-- Prompt --
From the line with "pub trait HostEnumerator: Send" to the line with "use super::AccessResolver;", retype every line exactly, including those two, and leave out the rest of the data below.

──────────────────────────────

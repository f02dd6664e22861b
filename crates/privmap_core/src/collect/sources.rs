//! Collaborators the collector pool depends on, and the implementations
//! that ship with the crate.

use crate::error::{PrivmapError, Result};
use crate::types::SecurityDescriptor;
use serde::{Deserialize, Serialize};
use std::fs;
use std::path::Path;

/// What an image parser reports for one executable or library.
#[derive(Debug, Clone, Default, PartialEq, Eq)]
pub struct ImageInfo {
    /// Imported symbols, `module!function`.
    pub imports: Vec<String>,
    /// Forwarded exports, `module!function`.
    pub forwards: Vec<String>,
    /// Import hash, if the parser computes one.
    pub imphash: Option<String>,
}

/// Extracts import and forward tables from an image.
pub trait ImageParser: Send + Sync {
    /// Parses the image at `path`. Failures skip the file's dependencies only.
    fn parse(&self, path: &Path) -> Result<ImageInfo>;
}

/// Parser that reports no dependencies.
#[derive(Debug, Clone, Copy, Default)]
pub struct NoImageParser;

impl ImageParser for NoImageParser {
    fn parse(&self, _path: &Path) -> Result<ImageInfo> {
        Ok(ImageInfo::default())
    }
}

/// Turns a path into its security descriptor and raw identifiers into names.
pub trait AccessResolver: Send + Sync {
    /// Owner, group, and entries of the object at `path`.
    fn security_descriptor(&self, path: &Path) -> Result<SecurityDescriptor>;

    /// Best-effort display name for a raw principal identifier.
    ///
    /// Returns `raw` unchanged when it cannot be resolved.
    fn resolve_name(&self, raw: &str) -> String;
}

/// Resolver that reports nothing: no owner, no group, no entries.
#[derive(Debug, Clone, Copy, Default)]
pub struct NoAccessResolver;

impl AccessResolver for NoAccessResolver {
    fn security_descriptor(&self, _path: &Path) -> Result<SecurityDescriptor> {
        Ok(SecurityDescriptor::default())
    }

    fn resolve_name(&self, raw: &str) -> String {
        raw.to_string()
    }
}

/// Scheduled task.
#[derive(Debug, Clone, PartialEq, Eq, Serialize, Deserialize)]
pub struct TaskEntry {
    /// Task path/name.
    pub name: String,
    /// Disabled tasks never run and are skipped.
    #[serde(default = "enabled_default")]
    pub enabled: bool,
    /// Target executable.
    pub path: String,
    /// Argument string.
    #[serde(default)]
    pub args: String,
    /// Principal the task runs as.
    #[serde(default)]
    pub context: String,
    /// `limited` or `highest`.
    #[serde(default)]
    pub run_level: Option<String>,
}

fn enabled_default() -> bool {
    true
}

/// Service manager entry.
#[derive(Debug, Clone, PartialEq, Eq, Serialize, Deserialize)]
pub struct ServiceEntry {
    /// Service name.
    pub name: String,
    /// Binary path with arguments, as registered.
    pub command_line: String,
    /// Start-as account; empty means LocalSystem.
    #[serde(default)]
    pub start_name: String,
}

/// Run-key or startup-folder entry.
#[derive(Debug, Clone, PartialEq, Eq, Serialize, Deserialize)]
pub struct AutorunEntry {
    /// Value or shortcut name.
    pub name: String,
    /// Command line.
    pub command_line: String,
    /// Principal whose logon triggers it.
    #[serde(default)]
    pub context: String,
}

/// Local group and its members.
#[derive(Debug, Clone, PartialEq, Eq, Serialize, Deserialize)]
pub struct GroupEntry {
    /// Group name.
    pub name: String,
    /// Member names.
    #[serde(default)]
    pub members: Vec<String>,
}

/// Running process with a resolvable owner.
#[derive(Debug, Clone, PartialEq, Eq, Serialize, Deserialize)]
pub struct ProcessEntry {
    /// Process id.
    pub pid: u32,
    /// Image name.
    pub name: String,
    /// Full image path.
    pub exe_path: String,
    /// Owning token's principal.
    pub owner: String,
}

/// Lists the non-filesystem object universes.
///
/// Each method is one universe; an error means that universe is absent
/// from the run, not that the run fails.
pub trait HostEnumerator: Send + Sync {
    /// Scheduled tasks.
    fn tasks(&self) -> Result<Vec<TaskEntry>>;
    /// Services.
    fn services(&self) -> Result<Vec<ServiceEntry>>;
    /// Autorun entries.
    fn autoruns(&self) -> Result<Vec<AutorunEntry>>;
    /// Local groups with members.
    fn local_groups(&self) -> Result<Vec<GroupEntry>>;
    /// Running processes.
    fn processes(&self) -> Result<Vec<ProcessEntry>>;
}

/// Host data exported to a JSON file.
///
/// ```json
/// { "services": [{ "name": "spooler", "command_line": "C:\\Windows\\System32\\spoolsv.exe" }],
///   "groups": [{ "name": "tools-admins", "members": ["alice"] }] }
/// ```
#[derive(Debug, Clone, Default, PartialEq, Eq, Serialize, Deserialize)]
#[serde(default)]
pub struct JsonInventory {
    /// Scheduled tasks.
    pub tasks: Vec<TaskEntry>,
    /// Services.
    pub services: Vec<ServiceEntry>,
    /// Autoruns.
    pub autoruns: Vec<AutorunEntry>,
    /// Local groups.
    pub groups: Vec<GroupEntry>,
    /// Processes.
    pub processes: Vec<ProcessEntry>,
}

impl JsonInventory {
    /// Reads an inventory file.
    pub fn load(path: &Path) -> Result<Self> {
        let content = fs::read_to_string(path).map_err(|e| PrivmapError::Enumeration {
            universe: "inventory".to_string(),
            reason: format!("{}: {}", path.display(), e),
        })?;
        Ok(serde_json::from_str(&content)?)
    }
}

impl HostEnumerator for JsonInventory {
    fn tasks(&self) -> Result<Vec<TaskEntry>> {
        Ok(self.tasks.clone())
    }

    fn services(&self) -> Result<Vec<ServiceEntry>> {
        Ok(self.services.clone())
    }

    fn autoruns(&self) -> Result<Vec<AutorunEntry>> {
        Ok(self.autoruns.clone())
    }

    fn local_groups(&self) -> Result<Vec<GroupEntry>> {
        Ok(self.groups.clone())
    }

    fn processes(&self) -> Result<Vec<ProcessEntry>> {
        Ok(self.processes.clone())
    }
}

#[cfg(unix)]
pub use posix::PosixAccessResolver;

#[cfg(unix)]
mod posix {
    use super::AccessResolver;
    use crate::error::Result;
    use crate::types::{Ace, AbusableRight, SecurityDescriptor};
    use std::collections::HashMap;
    use std::fs;
    use std::os::unix::fs::MetadataExt;
    use std::path::Path;

    /// Trustee used for the world permission bits.
    const EVERYONE: &str = "everyone";

    /// Maps unix ownership and mode bits onto the ACE model.
    ///
    /// Owner gets GENERIC_ALL; a writable group or world bit grants
    /// GENERIC_WRITE to the group or to `everyone`; anything else is READ.
    #[derive(Debug, Clone, Default)]
    pub struct PosixAccessResolver {
        users: HashMap<u32, String>,
        groups: HashMap<u32, String>,
    }

    impl PosixAccessResolver {
        /// Loads account names from `/etc/passwd` and `/etc/group`.
        pub fn new() -> Self {
            Self::from_files(Path::new("/etc/passwd"), Path::new("/etc/group"))
        }

        /// Loads account names from the given files; missing files resolve nothing.
        pub fn from_files(passwd: &Path, group: &Path) -> Self {
            Self {
                users: read_id_map(passwd),
                groups: read_id_map(group),
            }
        }
    }

    fn read_id_map(path: &Path) -> HashMap<u32, String> {
        let Ok(content) = fs::read_to_string(path) else {
            return HashMap::new();
        };
        content
            .lines()
            .filter(|l| !l.starts_with('#'))
            .filter_map(|line| {
                let mut fields = line.split(':');
                let name = fields.next()?;
                let id = fields.nth(1)?.parse().ok()?;
                Some((id, name.to_string()))
            })
            .collect()
    }

    impl AccessResolver for PosixAccessResolver {
        fn security_descriptor(&self, path: &Path) -> Result<SecurityDescriptor> {
            let meta = fs::symlink_metadata(path)?;
            let mode = meta.mode();
            let owner = format!("uid:{}", meta.uid());
            let group = format!("gid:{}", meta.gid());

            let write = |mask: u32| {
                if mode & mask != 0 {
                    AbusableRight::GenericWrite.as_str()
                } else {
                    "READ"
                }
            };
            let aces = vec![
                Ace::Basic {
                    trustee: owner.clone(),
                    rights: vec![AbusableRight::GenericAll.as_str().to_string()],
                },
                Ace::Basic {
                    trustee: group.clone(),
                    rights: vec![write(0o020).to_string()],
                },
                Ace::Basic {
                    trustee: EVERYONE.to_string(),
                    rights: vec![write(0o002).to_string()],
                },
            ];

            Ok(SecurityDescriptor {
                owner: Some(owner),
                group: Some(group),
                aces,
            })
        }

        fn resolve_name(&self, raw: &str) -> String {
            let lookup = |table: &HashMap<u32, String>, id: &str| {
                id.parse::<u32>().ok().and_then(|id| table.get(&id).cloned())
            };
            let resolved = if let Some(id) = raw.strip_prefix("uid:") {
                lookup(&self.users, id)
            } else if let Some(id) = raw.strip_prefix("gid:") {
                lookup(&self.groups, id)
            } else {
                None
            };
            resolved.unwrap_or_else(|| raw.to_string())
        }
    }

}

──────────────────────────────

-- Exercise output --
pub trait HostEnumerator: Send + Sync {
    /// Scheduled tasks.
    fn tasks(&self) -> Result<Vec<TaskEntry>>;
    /// Services.
    fn services(&self) -> Result<Vec<ServiceEntry>>;
    /// Autorun entries.
    fn autoruns(&self) -> Result<Vec<AutorunEntry>>;
    /// Local groups with members.
    fn local_groups(&self) -> Result<Vec<GroupEntry>>;
    /// Running processes.
    fn processes(&self) -> Result<Vec<ProcessEntry>>;
}

/// Host data exported to a JSON file.
///
/// ```json
/// { "services": [{ "name": "spooler", "command_line": "C:\\Windows\\System32\\spoolsv.exe" }],
///   "groups": [{ "name": "tools-admins", "members": ["alice"] }] }
/// ```
#[derive(Debug, Clone, Default, PartialEq, Eq, Serialize, Deserialize)]
#[serde(default)]
pub struct JsonInventory {
    /// Scheduled tasks.
    pub tasks: Vec<TaskEntry>,
    /// Services.
    pub services: Vec<ServiceEntry>,
    /// Autoruns.
    pub autoruns: Vec<AutorunEntry>,
    /// Local groups.
    pub groups: Vec<GroupEntry>,
    /// Processes.
    pub processes: Vec<ProcessEntry>,
}

impl JsonInventory {
    /// Reads an inventory file.
    pub fn load(path: &Path) -> Result<Self> {
        let content = fs::read_to_string(path).map_err(|e| PrivmapError::Enumeration {
            universe: "inventory".to_string(),
            reason: format!("{}: {}", path.display(), e),
        })?;
        Ok(serde_json::from_str(&content)?)
    }
}

impl HostEnumerator for JsonInventory {
    fn tasks(&self) -> Result<Vec<TaskEntry>> {
        Ok(self.tasks.clone())
    }

    fn services(&self) -> Result<Vec<ServiceEntry>> {
        Ok(self.services.clone())
    }

    fn autoruns(&self) -> Result<Vec<AutorunEntry>> {
        Ok(self.autoruns.clone())
    }

    fn local_groups(&self) -> Result<Vec<GroupEntry>> {
        Ok(self.groups.clone())
    }

    fn processes(&self) -> Result<Vec<ProcessEntry>> {
        Ok(self.processes.clone())
    }
}

#[cfg(unix)]
pub use posix::PosixAccessResolver;

#[cfg(unix)]
mod posix {
    use super::AccessResolver;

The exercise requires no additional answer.